馳浩の
   永田町は、ほっかむり・・・

 

平成12年1月5日大阪新聞掲載


 

言いっぱなしの責任回避

 

 99年も押し迫った12月22日。永田町は平成12年度予算編成作業で大忙し。この日は大臣折衝で最終決着するため、各役所の高級官僚、与党の族議員、業界団体の代表者が大蔵省の主計局を相手にねじり鉢巻き。分捕り合戦。

 そんな中、ふってわいた横山ノック大阪府知事辞職の一報。さっそく早朝から対応が始まった。こういった情報の速さはさすが永田町。右から左へとアッという間だ。

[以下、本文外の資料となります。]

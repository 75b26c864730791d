//! Vault orchestrator: the user-facing storage flows.
//!
//! Every operation runs the same straight-line sequence: authorize, do the
//! cryptographic work, move the blob, update the catalog, then log. Blob
//! writes land before their metadata so a crash never leaves a catalog entry
//! pointing at nothing. Audit and security logging are best-effort: a logging
//! failure is reported through `tracing` and never fails the operation that
//! triggered it.

use std::sync::Arc;

use chrono::Utc;
use tracing::{debug, info, warn};

use classvault_audit::{
    AuditAction, AuditDetails, AuditRecord, AuditSink, EventStatus, SecurityEvent, SecurityLog,
    EVENT_FILE_DELETE, EVENT_FILE_DOWNLOAD, EVENT_FILE_UPLOAD,
};
use classvault_common::{Error, ObjectId, Principal, Result, Scope, StorageKey};
use classvault_crypto::{cipher, integrity, Iv, KeyDerivation};
use classvault_storage::BlobStore;

use crate::access;
use crate::catalog::Catalog;
use crate::config::{VaultConfig, CATALOG_FILENAME};
use crate::object::{
    AccessLogEntry, StoredObject, StoredObjectRef, VaultItemDetails, VaultMetadata,
};

/// Per-request caller identity and connection facts, carried into every
/// operation for authorization and logging.
#[derive(Debug, Clone)]
pub struct RequestContext {
    pub principal: Principal,
    /// Network origin of the request, e.g. a client IP.
    pub origin: String,
    pub user_agent: Option<String>,
}

impl RequestContext {
    pub fn new(principal: Principal, origin: impl Into<String>, user_agent: Option<String>) -> Self {
        Self {
            principal,
            origin: origin.into(),
            user_agent,
        }
    }
}

/// Decrypted object returned from [`VaultStore::retrieve`].
pub struct RetrievedObject {
    pub bytes: Vec<u8>,
    pub content_type: String,
    pub original_name: String,
}

/// The vault engine.
///
/// Owns the derived keys, the object catalog and handles to the blob store
/// and both logging sinks. Callers never see ciphertext, IVs or keys; they
/// hand in plaintext and get plaintext back.
pub struct VaultStore {
    keys: KeyDerivation,
    blobs: Arc<dyn BlobStore>,
    catalog: Catalog,
    catalog_key: StorageKey,
    /// Serializes snapshot-plus-put in `persist_catalog`: snapshots must land
    /// in the order they were taken, or a staler snapshot overwrites a newer
    /// one and rolls back a committed mutation in the persisted state.
    persist_lock: tokio::sync::Mutex<()>,
    audit: Arc<dyn AuditSink>,
    security: Arc<dyn SecurityLog>,
}
//! Local filesystem blob store.

use async_trait::async_trait;
use std::path::{Path, PathBuf};
use tokio::fs;

use crate::store::BlobStore;
use classvault_common::{Error, Result, StorageKey};

/// Local filesystem blob store.
///
/// Stores each blob as one file named by its storage key under a root
/// directory. `StorageKey` construction rejects path separators, so keys
/// cannot escape the root.
pub struct LocalStore {
    root: PathBuf,
}

impl LocalStore {
    /// Create a new local store rooted at the given directory.
    ///
    /// # Postconditions
    /// - Root directory exists after this returns Ok
    ///
    /// # Errors
    /// - `Error::Io` if the root cannot be created
    pub fn new(root: impl AsRef<Path>) -> Result<Self> {
        let root = root.as_ref().to_path_buf();
        if !root.exists() {
            std::fs::create_dir_all(&root)?;
        }
        Ok(Self { root })
    }

    fn blob_path(&self, key: &StorageKey) -> PathBuf {
        self.root.join(key.as_str())
    }
}

#[async_trait]
impl BlobStore for LocalStore {
    fn name(&self) -> &str {
        "local"
    }

    async fn put(&self, key: &StorageKey, data: Vec<u8>) -> Result<()> {
        fs::write(self.blob_path(key), &data).await?;
        Ok(())
    }

    async fn get(&self, key: &StorageKey) -> Result<Vec<u8>> {
        let path = self.blob_path(key);
        if !path.exists() {
            return Err(Error::NotFound(format!("Blob not found: {}", key)));
        }
        Ok(fs::read(&path).await?)
    }

    async fn delete(&self, key: &StorageKey) -> Result<()> {
        let path = self.blob_path(key);
        if !path.exists() {
            return Err(Error::NotFound(format!("Blob not found: {}", key)));
        }
        fs::remove_file(&path).await?;
        Ok(())
    }

    async fn exists(&self, key: &StorageKey) -> Result<bool> {
        Ok(self.blob_path(key).exists())
    }
}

 まず、朝8時からの清風会(森派参院議員の親睦会)朝食会。

 『府議会もノック1人の首に鈴をつけられなかったのだからだらしない。何か弱味でも握られてるんじゃないか?』

 『そうは言っても府民に選挙で選ばれた知事だからな。しっぺ返しってことよ』

 それにしても次をどうするかだよな、という声が出たところで谷川秀善(参院・大阪。元大阪副知事)おやじがマイクを握る。

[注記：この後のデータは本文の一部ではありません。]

//! Symmetric encryption using AES-256-CBC with PKCS#7 padding.
//!
//! Every encrypt call draws a fresh random 16-byte IV, so identical
//! plaintexts never produce identical ciphertexts under the same key. CBC
//! carries no authentication tag; tampering is caught either here (invalid
//! padding) or by the content digest checked after decryption. Timing
//! characteristics of the padding check are an accepted residual risk of the
//! primitive, not solved here.

use aes::cipher::{block_padding::Pkcs7, BlockDecryptMut, BlockEncryptMut, KeyIvInit};
use aes::Aes256;

use crate::keys::{Iv, ScopedKey};
use classvault_common::{Error, Result};

/// AES block size in bytes. Numerically equal to the IV length, but the
/// alignment check below is about cipher blocks, not IVs.
pub const BLOCK_LENGTH: usize = 16;

type Aes256CbcEnc = cbc::Encryptor<Aes256>;
type Aes256CbcDec = cbc::Decryptor<Aes256>;

/// Encrypt plaintext under a scoped key.
///
/// # Postconditions
/// - Returns the freshly generated IV and the ciphertext
/// - Ciphertext length is the plaintext length rounded up to the next
///   16-byte block boundary (always at least one block)
pub fn encrypt(key: &ScopedKey, plaintext: &[u8]) -> (Iv, Vec<u8>) {
    let iv = Iv::generate();
    let ciphertext = Aes256CbcEnc::new(key.as_bytes().into(), iv.as_bytes().into())
        .encrypt_padded_vec_mut::<Pkcs7>(plaintext);
    (iv, ciphertext)
}

/// Decrypt ciphertext under a scoped key and IV.
///
/// # Errors
/// - `Error::Integrity` if the ciphertext is empty, not block-aligned, or
///   unpads to invalid padding (wrong key, corrupted ciphertext, or a
///   mismatched IV)
pub fn decrypt(key: &ScopedKey, iv: &Iv, ciphertext: &[u8]) -> Result<Vec<u8>> {
    if ciphertext.is_empty() || ciphertext.len() % BLOCK_LENGTH != 0 {
        return Err(Error::Integrity(
            "Ciphertext is not block-aligned".to_string(),
        ));
    }

    Aes256CbcDec::new(key.as_bytes().into(), iv.as_bytes().into())
        .decrypt_padded_vec_mut::<Pkcs7>(ciphertext)
        .map_err(|_| Error::Integrity("Decryption failed: invalid padding".to_string()))
}

#[cfg(test)]
mod tests {
    use super::*;
    use crate::integrity;
    use crate::keys::KEY_LENGTH;
    use proptest::prelude::*;

    fn test_key(byte: u8) -> ScopedKey {
        ScopedKey::from_bytes([byte; KEY_LENGTH])
    }

    #[test]
    fn test_encrypt_decrypt_roundtrip() {
        let key = test_key(42);
        let plaintext = b"Hello, encrypted classroom!";

        let (iv, ciphertext) = encrypt(&key, plaintext);
        let decrypted = decrypt(&key, &iv, &ciphertext).unwrap();

        assert_eq!(decrypted, plaintext);
    }

    #[test]
    fn test_empty_plaintext_roundtrip() {
        let key = test_key(42);
        let (iv, ciphertext) = encrypt(&key, b"");

        // PKCS#7 pads the empty message to one full block.
        assert_eq!(ciphertext.len(), BLOCK_LENGTH);
        assert_eq!(decrypt(&key, &iv, &ciphertext).unwrap(), b"");
    }

    #[test]
    fn test_iv_unique_across_many_calls() {
        let key = test_key(42);
        let mut seen = std::collections::HashSet::new();

        for _ in 0..1000 {
            let (iv, _) = encrypt(&key, b"same plaintext");
            assert!(seen.insert(iv.to_hex()), "IV collision");
        }
    }

    #[test]
    fn test_same_plaintext_different_ciphertext() {
        let key = test_key(42);
        let (_, ct1) = encrypt(&key, b"same plaintext");
        let (_, ct2) = encrypt(&key, b"same plaintext");
        assert_ne!(ct1, ct2);
    }

    #[test]
    fn test_truncated_ciphertext_fails() {
        let key = test_key(42);
        let (iv, ciphertext) = encrypt(&key, b"some data worth protecting");

        assert!(decrypt(&key, &iv, &ciphertext[..ciphertext.len() - 1]).is_err());
        assert!(decrypt(&key, &iv, b"").is_err());
    }

    // CBC has no authentication tag, so a flipped byte must either break the
    // padding or surface as a digest mismatch. Silent undetected corruption
    // must not occur.
    #[test]
    fn test_tampering_never_goes_undetected() {
        let key = test_key(42);
        let plaintext = b"important data that must not corrupt silently";
        let expected = integrity::digest(plaintext);

        let (iv, ciphertext) = encrypt(&key, plaintext);

        for pos in 0..ciphertext.len() {
            let mut tampered = ciphertext.clone();
            tampered[pos] ^= 0xFF;

            match decrypt(&key, &iv, &tampered) {
                Err(_) => {}
                Ok(bytes) => assert!(
                    !integrity::verify(&bytes, &expected),
                    "tampered byte {} produced plaintext passing verification",
                    pos
                ),
            }
        }
    }

    #[test]
    fn test_wrong_key_never_goes_undetected() {
        let plaintext = b"secret data";
        let expected = integrity::digest(plaintext);

        let (iv, ciphertext) = encrypt(&test_key(1), plaintext);

        match decrypt(&test_key(2), &iv, &ciphertext) {
            Err(_) => {}
            Ok(bytes) => assert!(!integrity::verify(&bytes, &expected)),
        }
    }

    proptest! {
        #[test]
        fn roundtrip_arbitrary_payloads(
            data in proptest::collection::vec(any::<u8>(), 0..2048),
            key_byte in any::<u8>(),
        ) {
            let key = test_key(key_byte);
            let (iv, ciphertext) = encrypt(&key, &data);
            prop_assert_eq!(ciphertext.len() % BLOCK_LENGTH, 0);
            let decrypted = decrypt(&key, &iv, &ciphertext).unwrap();
            prop_assert_eq!(decrypted, data);
        }
    }
}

 『情けない結末でおわび申し上げます。でも、とにかく選挙です。二点戦略があります。まず、2月6日の投票日とすること。といいますのも、この日は京都市長選挙の投票日。京都と大阪では距離が近いので、共産党の運動を分断するためにも同日投票日にすべきです。彼らは全国から応援部隊がやって来て街頭の辻我々でスピーカーで街宣やって党勢拡大しますから、集結させないためにも同日が必要。そして、候補者選定についてです。大阪は今まで、連合が間に入って自民、公明、民主、社民が相乗りしてきました。しかし、今回は話し合いがまとまらないうちに告示になりそうです。フライングしてでも、先に候補者を立てる必要があります。次期衆院選にも影響しますから』

 なるほど。同日選はまだしも、候補選びでフライングできるほどのタマがいるのかね? との不安は誰の胸にも・・・。

 そしてお昼には参院自民党執行部会。冒頭の岡の裕幹事長の挨拶で、一同どよめく。

 『大阪府知事選挙は、どんなことがあっても共産党に負けるわけにはいきません。補欠選挙もセットで考えなければいけないでしょう』

 ん? 補欠のセット? 

 ちゅうことは、谷川おやじか西川きよしさん(参院・大阪)を知事選の候補者として想定しているの? 谷川おやじは副知事まで務めたほどだから、資格はあるけど、自民党の色が強すぎて他党は相乗りできないだろう。西川さんは確かに知名度あるし、まじめ一徹でいい人だけど、また吉本か? と非難もされよう。

 午後2時からは自民党本部で森喜朗幹事長まで出席して組織・団体関係幹部会議で情勢分析。私は教育・文化・スポーツ関係団体委員長。他の役員からには、口々に『堺屋太一さん(経済企画庁長官)じゃないと、無理だろう・・・。でも、ノックは無用、の空気の中で、大臣までつとめている人間が果たしてウン! と言うか?』

 みんな、言いっ放し。とどのつまり、責任回避。これも永田町の真実。

 この状況は、年が改まっても変わっていない。さぁ、大阪府民よどうする、俺は一票ないけど応援には行くぞ。